# A mishmash of questions....



## CLA001 (Aug 12, 2014)

Hi all,

Well I've read through the library and many posts on the forums and I have found them all really quite informative. Unfortunately in a way I seem to have absorbed so much information I have ground to a halt. So I thought I'd try and phrase some of the questions in my mind to see if I can get an definitive answer. So apologies for causing duplications etc. but I really am getting a little confused.

1. I "thought" to get air out of Acrylic blanks - you used a vacuum chamber. Now after reading various posts here I find people talking about both vacuum and pressure chambers. Which should I use - does it make any difference. (as stated in my intro. my self built vacuum chamber has met with limited and sticky success). Is there a difference, what's the pros and cons etc.? Library seems to cover both approaches?
(Nb. I have a compressor which may be a better tool (for pressure) than my reclaimed fridge compressor being used as a vacuum pump?)

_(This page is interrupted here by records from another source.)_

//! Merge-iterator behavior over in-memory event sources.

mod common;

use common::{corsika_headers, event_source, simulated_event, LAYOUT};
use phs_corsika::parse_corsika_headers;
use phs_error::PhsError;
use phs_merge::{MergeState, SimulationReader, SimulationTruthIndex};
use phs_types::{Event, ObservationInfo, PhotonStream};

fn index(run: u32, keys: &[(u32, u32)]) -> SimulationTruthIndex {
    SimulationTruthIndex::new(corsika_headers(run, keys), &LAYOUT).expect("index")
}

#[test]
fn matched_events_mark_their_own_rows() {
    let idx = index(7, &[(3, 1), (3, 2), (4, 1)]);
    let source = event_source(vec![simulated_event(7, 3, 2), simulated_event(7, 4, 1)]);
    let mut reader = SimulationReader::new(source, idx);

    for item in reader.by_ref() {
        item.expect("both events have matching rows");
    }

    assert_eq!(reader.state(), MergeState::Exhausted);
    assert_eq!(reader.index().passed_trigger(), &[false, true, true]);
    assert_eq!(reader.index().num_matched(), 2);
    let fraction = reader.index().trigger_fraction();
    assert!((fraction - 2.0 / 3.0).abs() < 1e-12);
}

#[test]
fn events_arriving_out_of_table_order_still_match() {
    let idx = index(7, &[(3, 1), (3, 2)]);
    let source = event_source(vec![simulated_event(7, 3, 2), simulated_event(7, 3, 1)]);
    let reader = SimulationReader::new(source, idx);

    let events: Vec<Event> = reader.map(|item| item.expect("merge")).collect();
    assert_eq!(events.len(), 2);

    let first = events[0].simulation_truth.as_ref().expect("truth");
    let shower = first.air_shower.as_ref().expect("air shower attached");
    assert_eq!(shower.row(), 1);
    assert_eq!(shower.event_header().reuse_number(&LAYOUT), 2);

    let second = events[1].simulation_truth.as_ref().expect("truth");
    assert_eq!(second.air_shower.as_ref().expect("air shower").row(), 0);
}

#[test]
fn enriched_event_exposes_shared_header_tables() {
    let idx = index(7, &[(3, 1)]);
    let source = event_source(vec![simulated_event(7, 3, 1)]);
    let mut reader = SimulationReader::new(source, idx);

    let event = reader.next().expect("one event").expect("merge");
    let shower = event
        .simulation_truth
        .expect("truth")
        .air_shower
        .expect("air shower");
    assert_eq!(shower.run_header().run_number(&LAYOUT), 7);
    assert_eq!(shower.event_header().event_number(&LAYOUT), 3);
}

#[test]
fn run_number_mismatch_fails_without_marking() {
    let idx = index(7, &[(3, 1)]);
    let source = event_source(vec![simulated_event(8, 3, 1)]);
    let mut reader = SimulationReader::new(source, idx);

    let err = reader.next().expect("one item").unwrap_err();
    match err {
        PhsError::RunNumberMismatch {
            photon_stream,
            run_header,
        } => {
            assert_eq!(photon_stream, 8);
            assert_eq!(run_header, 7);
        }
        other => panic!("expected RunNumberMismatch, got {other}"),
    }
    assert_eq!(reader.state(), MergeState::Failed);
    assert!(reader.index().passed_trigger().iter().all(|&flag| !flag));
}

#[test]
fn absent_composite_key_fails_without_marking() {
    let idx = index(7, &[(3, 1), (3, 2)]);
    let source = event_source(vec![simulated_event(7, 3, 3)]);
    let mut reader = SimulationReader::new(source, idx);

    let err = reader.next().expect("one item").unwrap_err();
    match err {
        PhsError::NoMatchingEventHeader { event, reuse } => {
            assert_eq!((event, reuse), (3, 3));
        }
        other => panic!("expected NoMatchingEventHeader, got {other}"),
    }
    assert!(reader.index().passed_trigger().iter().all(|&flag| !flag));
}

#[test]
fn header_row_disagreeing_with_run_header_is_reported_by_field() {
    // The row carries run 8 while the run header says 7. An event
    // claiming run 7 passes the run-header check but trips the
    // row-level cross-check.
    let bytes = common::corsika_bytes_with_row_run(7, &[(8, 3, 1)]);
    let headers = parse_corsika_headers(&bytes, &LAYOUT).expect("parse");
    let idx = SimulationTruthIndex::new(headers, &LAYOUT).expect("index");
    let source = event_source(vec![simulated_event(7, 3, 1)]);
    let mut reader = SimulationReader::new(source, idx);

    let err = reader.next().expect("one item").unwrap_err();
    match err {
        PhsError::HeaderFieldMismatch {
            field,
            photon_stream,
            event_header,
            row,
        } => {
            assert_eq!(field, "run-number");
            assert_eq!(photon_stream, 7);
            assert_eq!(event_header, 8);
            assert_eq!(row, 0);
        }
        other => panic!("expected HeaderFieldMismatch, got {other}"),
    }
    assert!(reader.index().passed_trigger().iter().all(|&flag| !flag));
}

#[test]
fn event_without_simulation_truth_is_refused() {
    let idx = index(7, &[(3, 1)]);
    let observation = Event {
        zd_deg: 10.0,
        az_deg: 20.0,
        saturated_pixels: Vec::new(),
        photon_stream: PhotonStream {
            slice_duration_ns: 0.5,
            raw: vec![vec![40]],
        },
        simulation_truth: None,
        observation_info: Some(ObservationInfo {
            night: 20_160_101,
            run: 11,
            event: 3,
            unix_time_s: 1_451_606_400,
            unix_time_us: 0,
            trigger_type: 4,
        }),
    };
    let mut reader = SimulationReader::new(event_source(vec![observation]), idx);

    let err = reader.next().expect("one item").unwrap_err();
    assert!(matches!(err, PhsError::MissingSimulationTruth));
    assert_eq!(reader.state(), MergeState::Failed);
}

#[test]
fn exhaustion_is_reported_once_then_fused() {
    let idx = index(7, &[(3, 1)]);
    let mut reader = SimulationReader::new(event_source(Vec::new()), idx);

    assert_eq!(reader.state(), MergeState::Ready);
    assert!(reader.next().is_none());
    assert_eq!(reader.state(), MergeState::Exhausted);
    assert!(reader.next().is_none());
    assert!(reader.next().is_none());
    assert_eq!(reader.state(), MergeState::Exhausted);
}

#[test]
fn failed_reader_yields_nothing_more() {
    let idx = index(7, &[(3, 1), (4, 1)]);
    // The bad event comes first; the good one behind it must never
    // be reached.
    let source = event_source(vec![simulated_event(7, 9, 9), simulated_event(7, 3, 1)]);
    let mut reader = SimulationReader::new(source, idx);

    assert!(reader.next().expect("error item").is_err());
    assert_eq!(reader.state(), MergeState::Failed);
    assert!(reader.next().is_none());
    assert_eq!(reader.index().num_matched(), 0);
}

#[test]
fn source_errors_propagate_and_fail_the_reader() {
    let idx = index(7, &[(3, 1)]);
    let source = vec![Err(PhsError::structural("truncated line"))].into_iter();
    let mut reader = SimulationReader::new(source, idx);

    let err = reader.next().expect("error item").unwrap_err();
    assert!(matches!(err, PhsError::Structural { .. }));
    assert_eq!(reader.state(), MergeState::Failed);
    assert!(reader.next().is_none());
}

#[test]
fn into_index_keeps_the_matched_flags() {
    let idx = index(7, &[(3, 1), (3, 2)]);
    let source = event_source(vec![simulated_event(7, 3, 1)]);
    let mut reader = SimulationReader::new(source, idx);
    reader.next().expect("one event").expect("merge");

    let idx = reader.into_index();
    assert_eq!(idx.passed_trigger(), &[true, false]);
    assert!((idx.trigger_fraction() - 0.5).abs() < f64::EPSILON);
}
//! Shared error taxonomy for the photon-stream workspace.
//!
//! Three fatal families plus transparent I/O and JSON decode wrappers:
//! - structural: the CORSIKA header table itself is malformed,
//! - consistency: a photon-stream event disagrees with the header it matched,
//! - lookup: no header row exists for an event's composite key.
//!
//! End-of-stream is never an error; readers signal it as `None`.

use thiserror::Error;

/// Workspace-wide result alias.
pub type Result<T> = std::result::Result<T, PhsError>;

/// All fatal conditions raised by the photon-stream crates.
#[derive(Debug, Error)]
pub enum PhsError {
    /// File-level failure while reading an event container or header file.
    #[error(transparent)]
    Io(#[from] std::io::Error),

    /// A line of the JSON-lines event container failed to decode.
    #[error(transparent)]
    Json(#[from] serde_json::Error),

    /// A decoded event-container line has an impossible shape (neither
    /// simulation identifiers nor complete observation bookkeeping).
    #[error("malformed photon-stream event record: {detail}")]
    MalformedEventRecord { detail: String },

    /// The CORSIKA header table is malformed (truncated block, missing
    /// RUNH, bad record framing). Raised by the loader or at index
    /// construction; never recoverable.
    #[error("corrupt CORSIKA header table: {detail}")]
    Structural { detail: String },

    /// Two event-header rows share one (event-number, reuse-number) key.
    /// A duplicate would make one physical row permanently unmatchable and
    /// silently skew the trigger fraction, so construction refuses it.
    #[error(
        "duplicate CORSIKA composite key (event {event}, reuse {reuse}): \
         rows {first_row} and {second_row}"
    )]
    DuplicateCompositeKey {
        event: u32,
        reuse: u32,
        first_row: usize,
        second_row: usize,
    },

    /// Run-number mismatch between a photon-stream event and the CORSIKA
    /// run header.
    #[error(
        "run-number mismatch: photon-stream event says {photon_stream}, \
         CORSIKA run header says {run_header}"
    )]
    RunNumberMismatch { photon_stream: u32, run_header: u32 },

    /// The matched event-header row disagrees with the event's embedded
    /// identifiers on one named field.
    #[error(
        "CORSIKA event header mismatch on {field} at row {row}: \
         photon-stream event says {photon_stream}, header says {event_header}"
    )]
    HeaderFieldMismatch {
        field: &'static str,
        photon_stream: u32,
        event_header: u32,
        row: usize,
    },

    /// No CORSIKA event header exists for the given composite key.
    #[error("no matching CORSIKA event header for (event {event}, reuse {reuse})")]
    NoMatchingEventHeader { event: u32, reuse: u32 },

    /// A photon-stream event without an embedded (run, event, reuse)
    /// triple reached the merge iterator.
    #[error("photon-stream event carries no simulation truth to merge on")]
    MissingSimulationTruth,
}

impl PhsError {
    /// Build a [`PhsError::Structural`] from anything displayable.
    pub fn structural(detail: impl Into<String>) -> Self {
        Self::Structural {
            detail: detail.into(),
        }
    }
}
//! Block geometry, ASCII markers, and the named field-offset table.
//!
//! The run/event/reuse identifier offsets are deliberately bundled into
//! [`HeaderLayout`] and passed explicitly to the loader and the
//! simulation-truth index, so the binary format and the merge core agree
//! on field positions through one value instead of scattered constants.

/// Words (`f32`) per CORSIKA block.
pub const CORSIKA_BLOCK_FLOATS: usize = 273;
/// Bytes per CORSIKA block.
pub const CORSIKA_BLOCK_BYTES: usize = CORSIKA_BLOCK_FLOATS * 4;

/// `RUNH` run-header marker as the little-endian word it occupies.
pub const RUNH_MARKER: u32 = u32::from_le_bytes(*b"RUNH");
/// `EVTH` event-header marker.
pub const EVTH_MARKER: u32 = u32::from_le_bytes(*b"EVTH");
/// `EVTE` event-end marker.
pub const EVTE_MARKER: u32 = u32::from_le_bytes(*b"EVTE");
/// `RUNE` run-end marker.
pub const RUNE_MARKER: u32 = u32::from_le_bytes(*b"RUNE");
/// `LONG` longitudinal-profile marker.
pub const LONG_MARKER: u32 = u32::from_le_bytes(*b"LONG");

/// Word offsets of the identifier fields inside RUNH and EVTH blocks.
///
/// All offsets are zero-based word indices, the marker being word 0.
#[derive(Debug, Clone, Copy, PartialEq, Eq)]
pub struct HeaderLayout {
    /// Run number inside the RUNH block.
    pub runh_run_number: usize,
    /// Run number inside an EVTH block.
    pub evth_run_number: usize,
    /// Event number inside an EVTH block.
    pub evth_event_number: usize,
    /// Reuse number (CORSIKA "number of uses") inside an EVTH block.
    pub evth_reuse_number: usize,
}

impl HeaderLayout {
    /// Offsets of CORSIKA as patched for MMCS detector simulations.
    pub const MMCS: Self = Self {
        runh_run_number: 1,
        evth_run_number: 43,
        evth_event_number: 1,
        evth_reuse_number: 97,
    };

    /// Largest word offset this layout touches, for block-size validation.
    #[must_use]
    pub const fn max_offset(&self) -> usize {
        let mut max = self.runh_run_number;
        if self.evth_run_number > max {
            max = self.evth_run_number;
        }
        if self.evth_event_number > max {
            max = self.evth_event_number;
        }
        if self.evth_reuse_number > max {
            max = self.evth_reuse_number;
        }
        max
    }
}
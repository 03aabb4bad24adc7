use super::stream::print_streaming;
use crate::cli::commands::OutputFormat;
use crate::output::console::ConsoleFormatter;
use crate::progress::reporter::SimpleProgress;
use crate::server::CombineService;
use combiner_application::{CombineInput, NoProgress, ProgressNotifier, RunCombineError};

/// Answer one question and print the result in `format`.
pub async fn ask(
    pipeline: &CombineService,
    input: CombineInput,
    format: OutputFormat,
    show_progress: bool,
) -> Result<(), RunCombineError> {
    let progress: &dyn ProgressNotifier = if show_progress {
        &SimpleProgress
    } else {
        &NoProgress
    };

    match format {
        OutputFormat::Answer => {
            print_streaming(pipeline, input, progress).await?;
        }
        OutputFormat::Full => {
            let question = input.question.content().to_string();
            let output = pipeline.execute_with_progress(input, progress).await?;
            println!("{}", ConsoleFormatter::format_full(&question, &output));
        }
        OutputFormat::Json => {
            let question = input.question.content().to_string();
            let output = pipeline.execute(input).await?;
            println!("{}", ConsoleFormatter::format_json(&question, &output));
        }
    }
    Ok(())
}
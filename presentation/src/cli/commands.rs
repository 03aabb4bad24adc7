//! CLI command definitions

use clap::{Parser, Subcommand, ValueEnum};
use std::path::PathBuf;

/// Output format for one-shot answers
#[derive(Debug, Clone, Copy, Default, PartialEq, Eq, ValueEnum)]
pub enum OutputFormat {
    /// Every model's answer followed by the combined answer
    Full,
    /// Only the combined answer
    #[default]
    Answer,
    /// JSON output
    Json,
}

/// CLI arguments for llm-combiner
#[derive(Parser, Debug)]
#[command(name = "llm-combiner")]
#[command(author, version, about = "Ask several LLMs at once and combine their answers")]
#[command(long_about = r#"
llm-combiner sends one question to several models and combines what they say.

Combine policies:
  synthesize   Every answer is handed to a synthesizer model (default)
  pick-best    The longest valid answer wins; no extra model call
  layered      Models refine each other over several rounds, then synthesize

With fewer than two models the question goes straight to a single model.

Configuration files are loaded from (in priority order):
1. --config <path>     Explicit config file
2. ./combiner.toml     Project-level config
3. ~/.config/llm-combiner/config.toml   Global config

Example:
  llm-combiner serve --port 8000
  llm-combiner ask -m llama3-8b-8192 -m gemma2-9b-it "Explain Rust lifetimes"
  llm-combiner chat --policy pick-best
"#)]
pub struct Cli {
    #[command(subcommand)]
    pub command: Option<Command>,

    /// Models to query (can be specified multiple times)
    #[arg(short, long, value_name = "MODEL", global = true)]
    pub model: Vec<String>,

    /// Combine policy: synthesize, pick-best or layered
    #[arg(long, value_name = "POLICY", global = true)]
    pub policy: Option<String>,

    /// Model used to synthesize the combined answer
    #[arg(long, value_name = "MODEL", global = true)]
    pub synthesizer: Option<String>,

    /// Conversation session for chat and ask
    #[arg(long, value_name = "ID", global = true)]
    pub session: Option<String>,

    /// Verbosity level (-v = info, -vv = debug, -vvv = trace)
    #[arg(short, long, action = clap::ArgAction::Count, global = true)]
    pub verbose: u8,

    /// Suppress progress indicators
    #[arg(short, long, global = true)]
    pub quiet: bool,

    /// Also write logs to this file
    #[arg(long, value_name = "PATH", global = true)]
    pub log_file: Option<PathBuf>,

    /// Path to configuration file
    #[arg(long, value_name = "PATH", global = true)]
    pub config: Option<PathBuf>,

    /// Disable loading of configuration files
    #[arg(long, global = true)]
    pub no_config: bool,

    /// Show configuration file locations and exit
    #[arg(long)]
    pub show_config: bool,
}

#[derive(Subcommand, Debug, Clone, PartialEq, Eq)]
pub enum Command {
    /// Run the HTTP server (default)
    Serve {
        /// Address to bind
        #[arg(long, value_name = "HOST")]
        host: Option<String>,

        /// Port to listen on
        #[arg(short, long, value_name = "PORT")]
        port: Option<u16>,

        /// Directory served under /static
        #[arg(long, value_name = "DIR")]
        static_dir: Option<PathBuf>,
    },

    /// Start interactive chat mode
    Chat,

    /// Ask one question and print the combined answer
    Ask {
        /// The question to ask
        question: String,

        /// Output format
        #[arg(short, long, value_enum, default_value = "answer")]
        output: OutputFormat,
    },
}

impl Cli {
    /// The subcommand to run; a bare invocation starts the server.
    pub fn action(&self) -> Command {
        self.command.clone().unwrap_or(Command::Serve {
            host: None,
            port: None,
            static_dir: None,
        })
    }
}

#[cfg(test)]
mod tests {
    use super::*;
    use clap::CommandFactory;

    #[test]
    fn test_cli_definition_is_valid() {
        Cli::command().debug_assert();
    }

    #[test]
    fn test_no_subcommand_defaults_to_serve() {
        let cli = Cli::parse_from(["llm-combiner"]);
        assert!(matches!(cli.action(), Command::Serve { port: None, .. }));
    }

    #[test]
    fn test_ask_with_repeated_models() {
        let cli = Cli::parse_from([
            "llm-combiner",
            "ask",
            "-m",
            "a",
            "-m",
            "b",
            "--policy",
            "pick-best",
            "hello there",
        ]);
        assert_eq!(cli.model, vec!["a", "b"]);
        assert_eq!(cli.policy.as_deref(), Some("pick-best"));
        assert_eq!(
            cli.action(),
            Command::Ask {
                question: "hello there".to_string(),
                output: OutputFormat::Answer,
            }
        );
    }

    #[test]
    fn test_serve_flags() {
        let cli = Cli::parse_from(["llm-combiner", "serve", "--port", "9000", "-vv"]);
        assert_eq!(cli.verbose, 2);
        match cli.action() {
            Command::Serve { port, host, .. } => {
                assert_eq!(port, Some(9000));
                assert!(host.is_none());
            }
            other => panic!("unexpected command: {other:?}"),
        }
    }
}
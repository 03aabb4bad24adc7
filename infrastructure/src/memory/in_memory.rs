//! Per-session conversation memory held in process.

use async_trait::async_trait;
use combiner_domain::{
    ConversationMemory, ConversationRepository, ConversationTurn, DomainError, SessionId,
};
use std::collections::HashMap;
use tokio::sync::RwLock;
use tracing::debug;

/// Sessions keyed by id, each an append-only [`ConversationMemory`].
///
/// Appends take the write lock, so concurrent requests never interleave a
/// session's turns. Loads take the read lock and return a snapshot.
#[derive(Default)]
pub struct InMemoryConversationRepository {
    sessions: RwLock<HashMap<SessionId, ConversationMemory>>,
    max_turns: Option<usize>,
}

impl InMemoryConversationRepository {
    pub fn new() -> Self {
        Self::default()
    }

    /// Keep only the last `max_turns` turns of each session.
    pub fn with_window(max_turns: Option<usize>) -> Self {
        Self {
            sessions: RwLock::new(HashMap::new()),
            max_turns,
        }
    }

    fn new_memory(&self) -> ConversationMemory {
        match self.max_turns {
            Some(max) => ConversationMemory::with_window(max),
            None => ConversationMemory::new(),
        }
    }
}

#[async_trait]
impl ConversationRepository for InMemoryConversationRepository {
    async fn load(&self, session: &SessionId) -> Result<Vec<ConversationTurn>, DomainError> {
        let sessions = self.sessions.read().await;
        Ok(sessions
            .get(session)
            .map(|memory| memory.turns().to_vec())
            .unwrap_or_default())
    }

    async fn append(&self, session: &SessionId, turn: ConversationTurn) -> Result<(), DomainError> {
        let mut sessions = self.sessions.write().await;
        let memory = sessions
            .entry(session.clone())
            .or_insert_with(|| self.new_memory());
        memory.append(turn);
        debug!(session = %session, turns = memory.len(), "Appended conversation turn");
        Ok(())
    }

    async fn clear(&self, session: &SessionId) -> Result<(), DomainError> {
        self.sessions.write().await.remove(session);
        Ok(())
    }
}
//! Configuration issues and validation errors

use std::fmt;
use thiserror::Error;

#[derive(Debug, Clone, Copy, PartialEq, Eq)]
pub enum Severity {
    /// The value is odd but usable
    Warning,
    /// The configuration cannot be used
    Error,
}

/// One problem found while validating the configuration
#[derive(Debug, Clone, PartialEq, Eq)]
pub struct ConfigIssue {
    pub severity: Severity,
    /// Dotted key, e.g. `combine.policy`
    pub field: String,
    pub message: String,
}

impl ConfigIssue {
    pub fn error(field: &str, message: impl Into<String>) -> Self {
        Self {
            severity: Severity::Error,
            field: field.to_string(),
            message: message.into(),
        }
    }

    pub fn warning(field: &str, message: impl Into<String>) -> Self {
        Self {
            severity: Severity::Warning,
            field: field.to_string(),
            message: message.into(),
        }
    }

    pub fn is_error(&self) -> bool {
        self.severity == Severity::Error
    }
}

impl fmt::Display for ConfigIssue {
    fn fmt(&self, f: &mut fmt::Formatter<'_>) -> fmt::Result {
        let level = match self.severity {
            Severity::Warning => "warning",
            Severity::Error => "error",
        };
        write!(f, "[{}] {}: {}", level, self.field, self.message)
    }
}

/// Configuration validation errors
#[derive(Debug, Error)]
pub enum ConfigValidationError {
    #[error("invalid configuration:\n{}", format_issues(.0))]
    Invalid(Vec<ConfigIssue>),

    #[error("failed to load configuration: {0}")]
    Load(#[from] Box<figment::Error>),
}

fn format_issues(issues: &[ConfigIssue]) -> String {
    issues
        .iter()
        .map(|issue| format!("  {}", issue))
        .collect::<Vec<_>>()
        .join("\n")
}
//! Console output formatter for combine results

use colored::Colorize;
use combiner_application::CombineOutput;
use combiner_domain::Model;
use serde_json::json;

/// Formats combine results for console display
pub struct ConsoleFormatter;

impl ConsoleFormatter {
    /// Every model's answer, then the combined answer
    pub fn format_full(question: &str, output: &CombineOutput) -> String {
        let mut text = String::new();

        text.push_str(&Self::header("LLM Combiner Results"));
        text.push('\n');

        text.push_str(&format!("{} {}\n\n", "Question:".cyan().bold(), question));
        text.push_str(&format!(
            "{} {}\n",
            "Models:".cyan().bold(),
            Self::model_list(&output.targets)
        ));

        if !output.results.is_empty() {
            text.push_str(&Self::section_header("Model Answers"));
            for result in &output.results {
                if result.is_valid() {
                    text.push_str(&format!(
                        "\n{}\n{}\n",
                        format!("── {} ──", result.model).yellow().bold(),
                        result.normalized_text()
                    ));
                } else {
                    text.push_str(&format!(
                        "\n{}\n{}\n",
                        format!("── {} ──", result.model).red().bold(),
                        result.error_reason.as_deref().unwrap_or("(empty answer)")
                    ));
                }
            }
        }

        let answer = &output.answer;
        text.push_str(&Self::section_header("Combined Answer"));
        let origin = match &answer.source_model {
            Some(model) => format!("{} (from {})", answer.mode, model),
            None => answer.mode.to_string(),
        };
        text.push_str(&format!("\n{}\n\n{}\n", origin.yellow().bold(), answer.text));
        text.push_str(&Self::footer());

        text
    }

    /// Format as JSON
    pub fn format_json(question: &str, output: &CombineOutput) -> String {
        let value = json!({
            "question": question,
            "models": output.targets,
            "results": output.results,
            "answer": output.answer,
        });
        serde_json::to_string_pretty(&value).unwrap_or_else(|_| "{}".to_string())
    }

    fn model_list(models: &[Model]) -> String {
        models
            .iter()
            .map(Model::as_str)
            .collect::<Vec<_>>()
            .join(", ")
    }

    fn header(title: &str) -> String {
        let line = "=".repeat(60);
        format!("{}\n{:^60}\n{}", line.cyan(), title.bold(), line.cyan())
    }

    fn section_header(title: &str) -> String {
        format!("\n{}\n{}\n", title.cyan().bold(), "-".repeat(40))
    }

    fn footer() -> String {
        format!("\n{}\n", "=".repeat(60).cyan())
    }
}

2. When using the previously mentioned vacuum chamber I had several successful test castings that were completely clear (i.e. had put no colouring in them as I was testing for bubbles and they came out like glass). I finished one tin of resin went to another and using same ratios (and same type of resin) the next batch came out looking like honeycomb. (quite fetching in its own way but not what I was after). I am pretty certain that if anything the vacuum chamber seemed to put more bubbles in than when I started. Later casting tests from same batch have not been so bad - but definitely seem to deliver more bubbles than my other batch of resin. Can it go off? Should I be taking special storing precautions? 

3. One for the Anglophiles... loads of information about where to buy things (I "wish" we had this mythical nirvana called Harbour Freight in the UK) but does anyone have any good sources for "stuff" based over this side of the pond at all?

4. Due to my frankly huge backwards progress using the next tin of resin (This and the previous resin is the type that uses the 1% of MKEP(?) catalyst). I bought some of the 50/50 resin that requires you to mix the 2 components in equal volumes. Not only was this expensive but although advertised as clear it isn't - turns out a yellowy kind of icky colour. And still seemed to have bubbles even after a 60min dose in the vacuum chamber. Can someone give me the "best"  type of resin to use and ideally where I can get it over here?

(Sorry about lack of details - recently had operation on the knee and the shed seems a long way away to get brands and types of resin at the moment).

I think that's about it - in essence everyone else seems to find no problems with this while I seem to be moving slowly ever backwards.

Any help much appreciated sorry If I've not been concise enough I will endeavour to provide more details if needed. I have more questions but I think these are my basic fundamentals at the moment.

Regards
Clive


----------



## Kenny Durrant (Aug 12, 2014)

I think one reason you might be confused is that there are several different people that cast and stabilize and there are probably just as many different techniques. That doesn't mean some are wrong or necessarily better but thats works best for the person doing the prosess. I use a vacuume only for stabilizing and a toaster oven for casting and thats it. I only use Polyester Resin for casting. I also only cast embedded objects and haven't tried making solid P.R.Blanks. Some use pressure for both Alumilite and P.R. I would say when you research make sure to keep things seperate or things would tend to run together, at least for me. Don't give up because it's just as much fun as turning and just as addicting.


----------



## walshjp17 (Aug 12, 2014)

While I cannot answer any of the casting/stabilizing questions -- just getting started myself -- I do have an answer for the Harbor Freight query:

Look at Machine Mart ==> www.machinemart.co.uk.  They also have 60+ retail outlets in the UK.

Their adverts in Woodturning magazine are eerily similar to HF's and their prices seem comparable $ on ￡.


----------



## Jim Burr (Aug 12, 2014)

As discussed weekly...use either, neither, vibrate and or warm...the choice is entirely yours.


----------



## mredburn (Aug 12, 2014)

There are two main factions in casting on this side of the pond the Silmar41 type polyester resin that uses mpek.  NO vacuuming or pressure is needed but vibration does help remove any trapped bubble.  You can use pressure if you want to .

The other is Alumilite which is a 2 part mixture and Pressure is needed to compress the bubbles as they off gas during curing. Usually 40psi is enough although some go higher.  You need to clarify water clear when buying 2 part epoxy resin types.


----------



## CLA001 (Aug 13, 2014)

Thanks all for the replies, though the note on Machinemart is I'm sure, going to wind up being expensive ;O)

And thanks very much for the clear summary of the different types and how to prep them, just what I was looking for a clean general guideline.

I think ill look for a pressure vessel I can run off my compressor as i'm not really happy with my homemade vacuum chamber.

Thanks all much appreciated. 
Regards
Clive


----------



## steve worcester (Aug 17, 2014)

For acrylic (I use Alumilite) and pressure cast. No Harbor Freight, try eBay looking for paint pressure pots.

The yellow cast may have been an old or previously opened resin. They definitely oxidize, at least the A side of Alumilite does.


----------